All the regular trappings are here, with Weaver's gruff delivery dominating every second, his lyrics as bare and exposed as ever but the addition of beautifully subtle electronic texture seems to go some way to providing much needed warmth and support to these exposed vocals. But ultimately it's the vocals that makes Ben Weaver so unique. Like Silver Jews' David Berman, Weaver has an ability to see the world in all its day-to-day minutia and uses this attention to detail to describe the larger concepts we all struggle to understand. Opening song White Snow declares "You get one wish for each dot on a junebug's wing / And there's only one dot on the one I'm holding...I'm not going to waste it on you." Likewise, Anything With Words states "The truth is no rounder than a tired horse's eyes."
The themes in Weaver's songs are as earthy as his voice. Nature features strongly with foxes, hawks, alligators and crows all drifting by the desolate Weaver landscape. This is very real music as every hum-drum experience contributes to Weavers creative tapestry. But reality isn't always pretty and Weaver doesn't shy away from this. His tales of monotony, loneliness and dead birds can sometimes sound awkward but it's in this awkwardness that the captivation lies.
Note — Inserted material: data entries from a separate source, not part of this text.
//! Orchestration event types

use chrono::{DateTime, Utc};
use conductor_core::{Ambiance, InterruptType, NodeExecution, PlanStatus, Status};
use serde::{Deserialize, Serialize};
use std::fmt;
use uuid::Uuid;

/// Envelope wrapping all events with metadata
#[derive(Debug, Clone, Serialize, Deserialize)]
pub struct EventEnvelope {
    /// Unique event ID
    pub id: Uuid,
    /// Emitter-assigned position; strictly increasing per emitter
    pub sequence: u64,
    /// When the event occurred
    pub timestamp: DateTime<Utc>,
    /// The actual event
    pub event: Event,
}

impl EventEnvelope {
    /// Create a new event envelope with auto-generated ID and timestamp
    pub fn new(event: Event) -> Self {
        Self::with_sequence(event, 0)
    }

    pub fn with_sequence(event: Event, sequence: u64) -> Self {
        Self {
            id: Uuid::new_v4(),
            sequence,
            timestamp: Utc::now(),
            event,
        }
    }

    pub fn event_type(&self) -> EventType {
        self.event.event_type()
    }
}

#[derive(Debug, Clone, Copy, Serialize, Deserialize, PartialEq, Eq, Hash)]
pub enum EventType {
    #[serde(rename = "plan.start")]
    PlanStart,
    #[serde(rename = "plan.end")]
    PlanEnd,
    #[serde(rename = "node.start")]
    NodeStart,
    #[serde(rename = "node.status_update")]
    NodeStatusUpdate,
    #[serde(rename = "node.advised")]
    NodeAdvised,
    #[serde(rename = "node.end")]
    NodeEnd,
    #[serde(rename = "interrupt.applied")]
    InterruptApplied,
}

impl EventType {
    pub const ALL: [EventType; 7] = [
        Self::PlanStart,
        Self::PlanEnd,
        Self::NodeStart,
        Self::NodeStatusUpdate,
        Self::NodeAdvised,
        Self::NodeEnd,
        Self::InterruptApplied,
    ];

    pub fn as_str(&self) -> &'static str {
        match self {
            Self::PlanStart => "plan.start",
            Self::PlanEnd => "plan.end",
            Self::NodeStart => "node.start",
            Self::NodeStatusUpdate => "node.status_update",
            Self::NodeAdvised => "node.advised",
            Self::NodeEnd => "node.end",
            Self::InterruptApplied => "interrupt.applied",
        }
    }
}

impl fmt::Display for EventType {
    fn fmt(&self, f: &mut fmt::Formatter<'_>) -> fmt::Result {
        f.write_str(self.as_str())
    }
}

/// All events emitted by the engine. Always published after the change they
/// describe has been persisted.
#[derive(Debug, Clone, Serialize, Deserialize)]
#[serde(tag = "type")]
pub enum Event {
    #[serde(rename = "plan.start")]
    PlanStart {
        plan_execution_id: Uuid,
        plan_name: String,
    },

    #[serde(rename = "plan.end")]
    PlanEnd {
        plan_execution_id: Uuid,
        status: PlanStatus,
    },

    #[serde(rename = "node.start")]
    NodeStart { node: NodeEventData },

    #[serde(rename = "node.status_update")]
    NodeStatusUpdate {
        node: NodeEventData,
        from_status: Status,
    },

    /// An adviser (or the pass-through default) decided what happens next
    #[serde(rename = "node.advised")]
    NodeAdvised { node: NodeEventData, advice: String },

    #[serde(rename = "node.end")]
    NodeEnd { node: NodeEventData },

    #[serde(rename = "interrupt.applied")]
    InterruptApplied {
        plan_execution_id: Uuid,
        node_execution_id: Option<Uuid>,
        interrupt_id: Uuid,
        interrupt_type: InterruptType,
    },
}

/// Snapshot of a node execution carried by node events
#[derive(Debug, Clone, Serialize, Deserialize)]
pub struct NodeEventData {
    pub plan_execution_id: Uuid,
    pub node_execution_id: Uuid,
    pub identifier: String,
    pub step_type: String,
    pub status: Status,
    pub ambiance: Ambiance,
}

impl From<&NodeExecution> for NodeEventData {
    fn from(node: &NodeExecution) -> Self {
        Self {
            plan_execution_id: node.plan_execution_id,
            node_execution_id: node.id,
            identifier: node.identifier.clone(),
            step_type: node.step_type.clone(),
            status: node.status,
            ambiance: node.ambiance.clone(),
        }
    }
}

impl Event {
    pub fn event_type(&self) -> EventType {
        match self {
            Event::PlanStart { .. } => EventType::PlanStart,
            Event::PlanEnd { .. } => EventType::PlanEnd,
            Event::NodeStart { .. } => EventType::NodeStart,
            Event::NodeStatusUpdate { .. } => EventType::NodeStatusUpdate,
            Event::NodeAdvised { .. } => EventType::NodeAdvised,
            Event::NodeEnd { .. } => EventType::NodeEnd,
            Event::InterruptApplied { .. } => EventType::InterruptApplied,
        }
    }

    fn node(&self) -> Option<&NodeEventData> {
        match self {
            Event::NodeStart { node }
            | Event::NodeStatusUpdate { node, .. }
            | Event::NodeAdvised { node, .. }
            | Event::NodeEnd { node } => Some(node),
            _ => None,
        }
    }

    pub fn plan_execution_id(&self) -> Uuid {
        match self {
            Event::PlanStart {
                plan_execution_id, ..
            }
            | Event::PlanEnd {
                plan_execution_id, ..
            }
            | Event::InterruptApplied {
                plan_execution_id, ..
            } => *plan_execution_id,
            Event::NodeStart { node }
            | Event::NodeStatusUpdate { node, .. }
            | Event::NodeAdvised { node, .. }
            | Event::NodeEnd { node } => node.plan_execution_id,
        }
    }

    pub fn node_execution_id(&self) -> Option<Uuid> {
        match self {
            Event::InterruptApplied {
                node_execution_id, ..
            } => *node_execution_id,
            other => other.node().map(|n| n.node_execution_id),
        }
    }

    pub fn step_type(&self) -> Option<&str> {
        self.node().map(|n| n.step_type.as_str())
    }

    pub fn status(&self) -> Option<Status> {
        self.node().map(|n| n.status)
    }
}

#[cfg(test)]
mod tests {
    use super::*;
    use conductor_core::PlanNode;
    use std::collections::HashMap;

    fn node_data() -> NodeEventData {
        let scope = Ambiance::new(Uuid::new_v4(), HashMap::new());
        let node = NodeExecution::new(&scope, &PlanNode::new("build", "build", "shell")).unwrap();
        NodeEventData::from(&node)
    }

    #[test]
    fn test_event_envelope_creation() {
        let envelope = EventEnvelope::with_sequence(
            Event::PlanStart {
                plan_execution_id: Uuid::new_v4(),
                plan_name: "release".to_string(),
            },
            3,
        );

        assert!(!envelope.id.is_nil());
        assert_eq!(envelope.sequence, 3);
        assert!(envelope.timestamp <= Utc::now());
        assert_eq!(envelope.event_type(), EventType::PlanStart);
    }

    #[test]
    fn test_event_serialization() {
        let event = Event::NodeStatusUpdate {
            node: node_data(),
            from_status: Status::Queued,
        };

        let json = serde_json::to_string(&event).unwrap();
        assert!(json.contains("node.status_update"));
        assert!(json.contains("from_status"));
        assert!(json.contains("\"step_type\":\"shell\""));
    }

    #[test]
    fn test_event_deserialization() {
        let json = r#"{"type":"plan.end","plan_execution_id":"550e8400-e29b-41d4-a716-446655440000","status":"aborted"}"#;
        let event: Event = serde_json::from_str(json).unwrap();

        match event {
            Event::PlanEnd { status, .. } => assert_eq!(status, PlanStatus::Aborted),
            _ => panic!("Wrong event type"),
        }
    }

    #[test]
    fn test_event_accessors() {
        let data = node_data();
        let node_id = data.node_execution_id;
        let plan_id = data.plan_execution_id;
        let event = Event::NodeEnd { node: data };
        assert_eq!(event.node_execution_id(), Some(node_id));
        assert_eq!(event.plan_execution_id(), plan_id);
        assert_eq!(event.step_type(), Some("shell"));
        assert_eq!(event.status(), Some(Status::Queued));

        let plan_event = Event::PlanEnd {
            plan_execution_id: plan_id,
            status: PlanStatus::Succeeded,
        };
        assert_eq!(plan_event.node_execution_id(), None);
        assert_eq!(plan_event.step_type(), None);
    }

    #[test]
    fn test_event_type_names() {
        for event_type in EventType::ALL {
            let json = serde_json::to_string(&event_type).unwrap();
            assert_eq!(json, format!("\"{}\"", event_type.as_str()));
        }
    }
}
Such wisdom appears quite startling from someone in his late twenties and the manner by which this wisdom is administered is also staggeringly mature. For an artist like this to be so often compared to Tom Waits the mind boggles at what he'll be sounding like in 20 years time. But great music will often disguise both its origins and the direction it intends to go and throughout all six of this guys records both these elements remain unclear. The standout track here is Hey Ray and if this is any kind of hint at the road that lies ahead for Weaver's music then it is more than encouraging. The lonely strums of the acoustic guitar are so shrouded in loneliness that when they are eventually enveloped by Deck's warm bass and delicate beat it's hard not to feel a shiver. At over six minutes long Hey Ray is the most subtly ambitious song to date. It shows Weaver's ability to sing about desolation so convincingly and yet shroud his words with such intimacy. He's left "the ax in the oak and the pot on the stove" but assures us he'll "be back in a while." Mr. Weaver, we await your return with baited breath.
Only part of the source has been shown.